Task material =
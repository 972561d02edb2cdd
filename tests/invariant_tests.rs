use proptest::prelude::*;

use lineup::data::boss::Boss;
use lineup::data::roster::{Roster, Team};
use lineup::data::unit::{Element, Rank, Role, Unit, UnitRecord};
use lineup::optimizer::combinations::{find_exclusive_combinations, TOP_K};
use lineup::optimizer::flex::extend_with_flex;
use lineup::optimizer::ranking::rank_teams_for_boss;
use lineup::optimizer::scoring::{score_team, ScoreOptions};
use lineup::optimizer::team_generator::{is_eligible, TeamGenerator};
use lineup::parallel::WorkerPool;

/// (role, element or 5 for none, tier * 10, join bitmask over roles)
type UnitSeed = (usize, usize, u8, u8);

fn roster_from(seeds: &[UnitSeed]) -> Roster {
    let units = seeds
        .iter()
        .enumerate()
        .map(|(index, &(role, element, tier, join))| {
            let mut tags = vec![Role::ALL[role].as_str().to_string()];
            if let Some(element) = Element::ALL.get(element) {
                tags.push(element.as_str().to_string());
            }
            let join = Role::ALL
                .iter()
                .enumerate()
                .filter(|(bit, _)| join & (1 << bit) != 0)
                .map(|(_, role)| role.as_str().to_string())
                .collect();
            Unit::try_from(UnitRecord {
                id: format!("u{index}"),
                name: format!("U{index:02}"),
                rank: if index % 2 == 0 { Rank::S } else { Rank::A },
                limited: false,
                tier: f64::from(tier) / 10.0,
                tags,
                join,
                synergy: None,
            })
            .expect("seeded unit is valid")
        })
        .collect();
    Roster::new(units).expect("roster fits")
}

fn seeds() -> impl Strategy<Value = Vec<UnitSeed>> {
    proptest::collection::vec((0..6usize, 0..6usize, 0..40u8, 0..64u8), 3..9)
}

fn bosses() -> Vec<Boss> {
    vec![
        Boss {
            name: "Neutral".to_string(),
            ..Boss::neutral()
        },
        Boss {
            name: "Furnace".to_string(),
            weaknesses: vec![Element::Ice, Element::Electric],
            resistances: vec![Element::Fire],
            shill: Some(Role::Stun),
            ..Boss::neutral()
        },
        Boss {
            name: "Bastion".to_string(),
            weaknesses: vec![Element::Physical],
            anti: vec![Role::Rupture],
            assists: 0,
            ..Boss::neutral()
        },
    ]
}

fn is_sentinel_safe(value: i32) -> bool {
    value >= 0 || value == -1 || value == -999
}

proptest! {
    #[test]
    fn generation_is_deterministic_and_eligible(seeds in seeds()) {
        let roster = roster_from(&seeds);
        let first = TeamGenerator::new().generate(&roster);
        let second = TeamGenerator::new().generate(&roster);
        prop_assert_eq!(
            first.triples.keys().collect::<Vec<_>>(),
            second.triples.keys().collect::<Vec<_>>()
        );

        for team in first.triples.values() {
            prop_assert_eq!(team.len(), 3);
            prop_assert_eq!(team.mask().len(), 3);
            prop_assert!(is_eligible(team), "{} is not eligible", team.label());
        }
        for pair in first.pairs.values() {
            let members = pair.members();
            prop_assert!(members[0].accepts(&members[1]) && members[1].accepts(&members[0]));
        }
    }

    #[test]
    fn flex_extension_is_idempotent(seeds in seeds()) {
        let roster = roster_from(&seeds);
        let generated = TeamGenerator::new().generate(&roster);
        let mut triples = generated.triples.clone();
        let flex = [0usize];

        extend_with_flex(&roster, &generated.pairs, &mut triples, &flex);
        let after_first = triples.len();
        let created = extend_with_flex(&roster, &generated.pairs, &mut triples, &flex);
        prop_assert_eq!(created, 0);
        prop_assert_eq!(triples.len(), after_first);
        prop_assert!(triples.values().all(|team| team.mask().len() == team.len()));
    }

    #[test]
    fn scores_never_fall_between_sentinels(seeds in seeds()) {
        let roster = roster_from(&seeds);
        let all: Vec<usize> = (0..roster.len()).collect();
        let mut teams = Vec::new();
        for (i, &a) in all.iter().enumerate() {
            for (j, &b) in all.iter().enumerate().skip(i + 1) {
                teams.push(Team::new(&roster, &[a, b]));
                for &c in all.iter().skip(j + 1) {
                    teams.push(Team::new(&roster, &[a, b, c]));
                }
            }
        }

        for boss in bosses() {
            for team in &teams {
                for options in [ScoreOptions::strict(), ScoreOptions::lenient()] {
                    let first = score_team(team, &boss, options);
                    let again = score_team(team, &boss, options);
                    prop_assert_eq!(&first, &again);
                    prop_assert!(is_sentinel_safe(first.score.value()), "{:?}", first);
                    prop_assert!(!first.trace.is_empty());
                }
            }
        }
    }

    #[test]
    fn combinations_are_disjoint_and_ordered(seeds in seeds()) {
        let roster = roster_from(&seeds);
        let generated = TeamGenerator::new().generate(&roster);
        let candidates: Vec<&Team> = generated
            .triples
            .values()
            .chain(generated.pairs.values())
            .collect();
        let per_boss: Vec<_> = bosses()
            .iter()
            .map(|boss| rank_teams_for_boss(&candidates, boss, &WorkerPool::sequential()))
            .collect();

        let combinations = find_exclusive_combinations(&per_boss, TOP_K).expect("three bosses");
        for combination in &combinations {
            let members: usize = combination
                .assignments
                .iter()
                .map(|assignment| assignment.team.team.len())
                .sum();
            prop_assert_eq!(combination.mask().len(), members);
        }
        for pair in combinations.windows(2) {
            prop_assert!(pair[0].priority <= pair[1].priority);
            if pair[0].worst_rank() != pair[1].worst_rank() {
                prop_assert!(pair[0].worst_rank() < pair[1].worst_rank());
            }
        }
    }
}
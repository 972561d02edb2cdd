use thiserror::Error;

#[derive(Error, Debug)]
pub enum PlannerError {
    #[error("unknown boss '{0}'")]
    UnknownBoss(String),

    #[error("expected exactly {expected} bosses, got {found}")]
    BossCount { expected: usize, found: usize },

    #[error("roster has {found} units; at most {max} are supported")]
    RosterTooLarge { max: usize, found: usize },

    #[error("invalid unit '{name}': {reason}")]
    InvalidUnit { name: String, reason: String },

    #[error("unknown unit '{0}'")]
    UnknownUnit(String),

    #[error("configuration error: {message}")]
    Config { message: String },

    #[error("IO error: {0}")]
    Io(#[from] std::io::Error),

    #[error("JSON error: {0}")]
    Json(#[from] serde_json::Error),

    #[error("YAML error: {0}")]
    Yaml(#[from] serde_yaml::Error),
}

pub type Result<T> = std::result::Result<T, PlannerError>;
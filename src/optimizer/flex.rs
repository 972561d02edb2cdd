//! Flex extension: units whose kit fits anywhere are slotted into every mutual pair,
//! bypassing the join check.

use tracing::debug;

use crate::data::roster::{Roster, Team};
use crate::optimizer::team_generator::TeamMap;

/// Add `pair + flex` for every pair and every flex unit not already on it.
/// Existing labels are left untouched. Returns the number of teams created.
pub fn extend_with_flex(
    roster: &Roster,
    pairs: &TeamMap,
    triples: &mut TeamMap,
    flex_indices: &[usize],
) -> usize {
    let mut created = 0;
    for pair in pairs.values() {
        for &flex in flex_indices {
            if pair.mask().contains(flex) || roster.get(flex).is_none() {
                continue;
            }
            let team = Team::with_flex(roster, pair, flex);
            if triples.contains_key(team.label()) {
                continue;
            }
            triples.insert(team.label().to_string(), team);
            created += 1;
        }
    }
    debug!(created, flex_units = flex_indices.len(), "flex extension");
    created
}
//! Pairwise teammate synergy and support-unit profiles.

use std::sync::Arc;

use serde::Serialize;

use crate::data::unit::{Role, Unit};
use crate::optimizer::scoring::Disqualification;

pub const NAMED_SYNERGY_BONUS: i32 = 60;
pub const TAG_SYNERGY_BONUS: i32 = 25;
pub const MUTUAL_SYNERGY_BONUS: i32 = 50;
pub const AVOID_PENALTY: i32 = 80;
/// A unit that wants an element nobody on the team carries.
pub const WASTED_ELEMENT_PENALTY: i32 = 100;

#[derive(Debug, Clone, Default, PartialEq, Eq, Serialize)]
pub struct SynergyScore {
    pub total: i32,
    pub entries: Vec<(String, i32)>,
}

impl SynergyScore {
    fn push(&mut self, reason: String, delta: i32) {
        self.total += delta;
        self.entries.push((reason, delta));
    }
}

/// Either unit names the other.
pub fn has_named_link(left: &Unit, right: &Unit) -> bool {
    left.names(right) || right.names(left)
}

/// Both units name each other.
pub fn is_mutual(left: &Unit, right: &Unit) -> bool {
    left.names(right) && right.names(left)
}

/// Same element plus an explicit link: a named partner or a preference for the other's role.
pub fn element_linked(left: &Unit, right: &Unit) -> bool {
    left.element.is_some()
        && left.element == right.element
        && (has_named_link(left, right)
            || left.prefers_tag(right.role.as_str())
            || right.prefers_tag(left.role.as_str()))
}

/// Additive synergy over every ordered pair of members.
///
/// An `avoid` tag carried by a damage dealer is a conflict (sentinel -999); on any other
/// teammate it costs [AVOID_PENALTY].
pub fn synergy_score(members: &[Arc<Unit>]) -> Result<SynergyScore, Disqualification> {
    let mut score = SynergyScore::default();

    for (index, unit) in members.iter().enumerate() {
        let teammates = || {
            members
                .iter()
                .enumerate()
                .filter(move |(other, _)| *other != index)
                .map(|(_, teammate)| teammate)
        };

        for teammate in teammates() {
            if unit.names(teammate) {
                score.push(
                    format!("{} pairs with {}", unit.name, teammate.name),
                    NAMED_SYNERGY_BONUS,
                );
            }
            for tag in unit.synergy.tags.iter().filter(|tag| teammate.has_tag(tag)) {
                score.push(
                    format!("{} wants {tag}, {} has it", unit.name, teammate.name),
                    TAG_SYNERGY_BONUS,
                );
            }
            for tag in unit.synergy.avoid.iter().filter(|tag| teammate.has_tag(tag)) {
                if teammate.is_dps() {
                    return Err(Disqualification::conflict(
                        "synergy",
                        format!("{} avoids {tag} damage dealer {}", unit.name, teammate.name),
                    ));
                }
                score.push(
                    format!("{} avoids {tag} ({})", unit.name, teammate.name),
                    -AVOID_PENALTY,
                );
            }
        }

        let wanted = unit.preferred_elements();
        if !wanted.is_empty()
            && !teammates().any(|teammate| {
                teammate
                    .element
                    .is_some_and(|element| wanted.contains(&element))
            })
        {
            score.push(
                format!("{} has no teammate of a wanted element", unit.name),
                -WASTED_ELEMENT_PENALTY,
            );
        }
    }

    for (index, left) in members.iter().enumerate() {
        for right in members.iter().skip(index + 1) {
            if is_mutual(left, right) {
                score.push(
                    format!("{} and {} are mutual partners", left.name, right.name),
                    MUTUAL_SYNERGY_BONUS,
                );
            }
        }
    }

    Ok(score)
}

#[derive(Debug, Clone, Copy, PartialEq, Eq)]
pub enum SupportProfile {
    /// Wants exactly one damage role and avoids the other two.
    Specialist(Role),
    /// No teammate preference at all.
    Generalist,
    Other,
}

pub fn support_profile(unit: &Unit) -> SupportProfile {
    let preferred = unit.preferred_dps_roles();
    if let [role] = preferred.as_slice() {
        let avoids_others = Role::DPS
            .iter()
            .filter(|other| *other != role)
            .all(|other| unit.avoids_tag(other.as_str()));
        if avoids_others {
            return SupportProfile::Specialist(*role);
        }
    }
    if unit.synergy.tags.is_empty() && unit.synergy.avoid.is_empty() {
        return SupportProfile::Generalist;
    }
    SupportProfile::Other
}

What is being asked =
What you return should be exactly the lines above, starting at the one with "expected: usize, found: usize" and ending at the one with "use tracing::debug;", and nothing else.

Expected output =
    BossCount { expected: usize, found: usize },

    #[error("roster has {found} units; at most {max} are supported")]
    RosterTooLarge { max: usize, found: usize },

    #[error("invalid unit '{name}': {reason}")]
    InvalidUnit { name: String, reason: String },

    #[error("unknown unit '{0}'")]
    UnknownUnit(String),

    #[error("configuration error: {message}")]
    Config { message: String },

    #[error("IO error: {0}")]
    Io(#[from] std::io::Error),

    #[error("JSON error: {0}")]
    Json(#[from] serde_json::Error),

    #[error("YAML error: {0}")]
    Yaml(#[from] serde_yaml::Error),
}

pub type Result<T> = std::result::Result<T, PlannerError>;
filename src/optimizer/flex.rs
repository 972561d02edb2cdd
//! Flex extension: units whose kit fits anywhere are slotted into every mutual pair,
//! bypassing the join check.

use tracing::debug;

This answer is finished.